Goal of the exercise =
Working from the listing below, pick each line containing the word "FileStore" and copy it.

Information given =
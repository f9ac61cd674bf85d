//! Win/loss bookkeeping. The engine reports each finished game once through
//! [`ResultStore::record_result`]; how results are kept is up to the store.

use alloc::string::String;
use core::fmt;

use crate::common::Outcome;

/// Counts of finished games.
#[derive(Debug, Clone, Copy, PartialEq, Eq, Default)]
#[cfg_attr(feature = "std", derive(serde::Serialize, serde::Deserialize))]
pub struct Tally {
    pub wins: u32,
    pub losses: u32,
}

impl Tally {
    pub fn total(&self) -> u32 {
        self.wins + self.losses
    }

    /// Percentage of games won, `0.0` before the first game.
    pub fn win_rate(&self) -> f64 {
        if self.total() == 0 {
            0.0
        } else {
            f64::from(self.wins) * 100.0 / f64::from(self.total())
        }
    }

    fn add(&mut self, outcome: Outcome) {
        match outcome {
            Outcome::Win => self.wins += 1,
            Outcome::Lose => self.losses += 1,
        }
    }
}

/// Failure reported by a result store.
#[derive(Debug, Clone, PartialEq, Eq)]
pub enum StoreError {
    Io(String),
    Corrupt(String),
}

impl fmt::Display for StoreError {
    fn fmt(&self, f: &mut fmt::Formatter<'_>) -> fmt::Result {
        match self {
            StoreError::Io(msg) => write!(f, "result store I/O error: {}", msg),
            StoreError::Corrupt(msg) => write!(f, "result store is corrupt: {}", msg),
        }
    }
}

#[cfg(feature = "std")]
impl std::error::Error for StoreError {}

/// Append-only record of game results.
pub trait ResultStore: Send {
    fn record_result(&mut self, outcome: Outcome) -> Result<(), StoreError>;
    fn tally(&self) -> Tally;
    fn clear(&mut self) -> Result<(), StoreError>;
}

/// Keeps the tally in memory only.
#[derive(Debug, Clone, Default)]
pub struct MemoryStore {
    tally: Tally,
}

impl MemoryStore {
    pub fn new() -> Self {
        Self::default()
    }
}

impl ResultStore for MemoryStore {
    fn record_result(&mut self, outcome: Outcome) -> Result<(), StoreError> {
        self.tally.add(outcome);
        Ok(())
    }

    fn tally(&self) -> Tally {
        self.tally
    }

    fn clear(&mut self) -> Result<(), StoreError> {
        self.tally = Tally::default();
        Ok(())
    }
}

#[cfg(feature = "std")]
pub use file::{FileStore, ResultRecord};

#[cfg(feature = "std")]
mod file {
    use std::path::{Path, PathBuf};
    use std::time::{SystemTime, UNIX_EPOCH};

    use anyhow::Context;
    use log::debug;

    use super::{ResultStore, StoreError, Tally};
    use crate::common::Outcome;

    /// One finished game.
    #[derive(Debug, Clone, Copy, PartialEq, Eq, serde::Serialize, serde::Deserialize)]
    pub struct ResultRecord {
        pub outcome: Outcome,
        /// Seconds since the Unix epoch.
        pub recorded_at: u64,
    }

    /// Results kept in a bincode file, rewritten on every change.
    #[derive(Debug)]
    pub struct FileStore {
        path: PathBuf,
        records: Vec<ResultRecord>,
    }

    impl FileStore {
        /// Open the store at `path`; a missing file is an empty store.
        pub fn open(path: impl AsRef<Path>) -> anyhow::Result<Self> {
            let path = path.as_ref().to_path_buf();
            let records: Vec<ResultRecord> = if path.exists() {
                let bytes = std::fs::read(&path)
                    .with_context(|| format!("reading results from {}", path.display()))?;
                bincode::deserialize(&bytes)
                    .with_context(|| format!("decoding results in {}", path.display()))?
            } else {
                Vec::new()
            };
            debug!("opened {} with {} results", path.display(), records.len());
            Ok(Self { path, records })
        }

        pub fn path(&self) -> &Path {
            &self.path
        }

        pub fn records(&self) -> &[ResultRecord] {
            &self.records
        }

        fn persist(&self) -> Result<(), StoreError> {
            let bytes = bincode::serialize(&self.records)
                .map_err(|e| StoreError::Corrupt(e.to_string()))?;
            std::fs::write(&self.path, bytes).map_err(|e| StoreError::Io(e.to_string()))
        }
    }

    impl ResultStore for FileStore {
        fn record_result(&mut self, outcome: Outcome) -> Result<(), StoreError> {
            let recorded_at = SystemTime::now()
                .duration_since(UNIX_EPOCH)
                .map(|d| d.as_secs())
                .unwrap_or(0);
            self.records.push(ResultRecord {
                outcome,
                recorded_at,
            });
            if let Err(e) = self.persist() {
                self.records.pop();
                return Err(e);
            }
            Ok(())
        }

        fn tally(&self) -> Tally {
            let mut tally = Tally::default();
            for record in &self.records {
                tally.add(record.outcome);
            }
            tally
        }

        fn clear(&mut self) -> Result<(), StoreError> {
            let previous = std::mem::take(&mut self.records);
            if let Err(e) = self.persist() {
                self.records = previous;
                return Err(e);
            }
            Ok(())
        }
    }
}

Exercise response =
pub use file::{FileStore, ResultRecord};
    pub struct FileStore {
    impl FileStore {
    impl ResultStore for FileStore {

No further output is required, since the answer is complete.